Specify clearly the precision (number of decimal places) to which all measurements are to be recorded. The number of significant digits should match the real precision of the measuring instruments or recording devices.
6. Data entry and checking
We consider primarily the data that are collected in field books or survey sheets. First we discuss the overall strategies that can be adopted for data keying and for checking, and then give separate guidelines on the two aspects.
6.1 Strategy for data entry and checking
When planning a strategy for data entry, clearly distinguish between the data entry / data checking / data management activities and that of data analysis. The ultimate aim should be a fully-documented archive of checked, correct, reliable data that can be subjected to scientific scrutiny without raising any doubts in the minds of subsequent researchers. Unfortunately, many worthwhile research projects do not achieve this.

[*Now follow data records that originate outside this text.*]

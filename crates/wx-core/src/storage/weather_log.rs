use core::fmt::Debug;

use log::{debug, error, info};
use thiserror_no_std::Error;

use super::record::{LOG_HEADER, LogRecord};

/// Append-only file storage the weather log is written through.
pub trait LogStore {
    type Error: Debug;

    /// Creates `name` holding `contents`.
    ///
    /// Returns `Ok(false)` without touching the file if it already exists.
    fn create_new(&mut self, name: &str, contents: &[u8]) -> Result<bool, Self::Error>;

    /// Appends `contents` to `name`, creating the file if needed.
    fn append(&mut self, name: &str, contents: &[u8]) -> Result<(), Self::Error>;
}

#[derive(Error, Debug, Clone, Copy, PartialEq, Eq)]
pub enum LogError {
    #[error("log storage failed to {operation}")]
    Store { operation: &'static str },
    #[error("log record does not fit in a line")]
    RecordTooLong,
}

/// CSV weather log: a header line followed by one line per serve cycle.
pub struct WeatherLog<S> {
    store: S,
    file_name: &'static str,
    header_checked: bool,
}

impl<S: LogStore> WeatherLog<S> {
    pub fn new(store: S, file_name: &'static str) -> Self {
        Self {
            store,
            file_name,
            header_checked: false,
        }
    }

    /// Creates the log with its header line unless it already exists.
    ///
    /// Returns whether the file was created by this call.
    pub fn ensure_header(&mut self) -> Result<bool, LogError> {
        let created = self
            .store
            .create_new(self.file_name, LOG_HEADER.as_bytes())
            .map_err(|e| {
                error!("Failed to create {}: {:?}", self.file_name, e);
                LogError::Store {
                    operation: "create log file",
                }
            })?;

        if created {
            info!("Created {} with header", self.file_name);
        }
        self.header_checked = true;
        Ok(created)
    }

    /// Appends one record, writing the header first if it has not been checked yet.
    pub fn append(&mut self, record: &LogRecord) -> Result<(), LogError> {
        if !self.header_checked {
            self.ensure_header()?;
        }

        let line = record.to_line().ok_or(LogError::RecordTooLong)?;
        self.store
            .append(self.file_name, line.as_bytes())
            .map_err(|e| {
                error!("Failed to append to {}: {:?}", self.file_name, e);
                LogError::Store {
                    operation: "append record",
                }
            })?;

        debug!("Logged data: {}", line.trim_end());
        Ok(())
    }

    pub fn store(&self) -> &S {
        &self.store
    }
}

The process of data entry will normally involve a skilled person who designs the system, while more junior staff, e.g. trained data entry operators or field staff, carry out the actual keying. Checking is done both at the time of keying and afterwards. If the project is small, then the same person may plan the system, key the data and do the checking, but it is still useful to have a clear strategy for the activities.
When planning the system, aim to make the data entry stage as simple as possible. For example, in a replicated experiment it should never be necessary to type variety names or long treatment codes for each plot. A single letter or number is usually sufficient. Then, either the data entry system can insert the full code, or the full names may be available in a separate, "look-up" file, as outlined in Section 2. Simplifying the keying process will speed the task, make it less tedious and hence also less error-prone.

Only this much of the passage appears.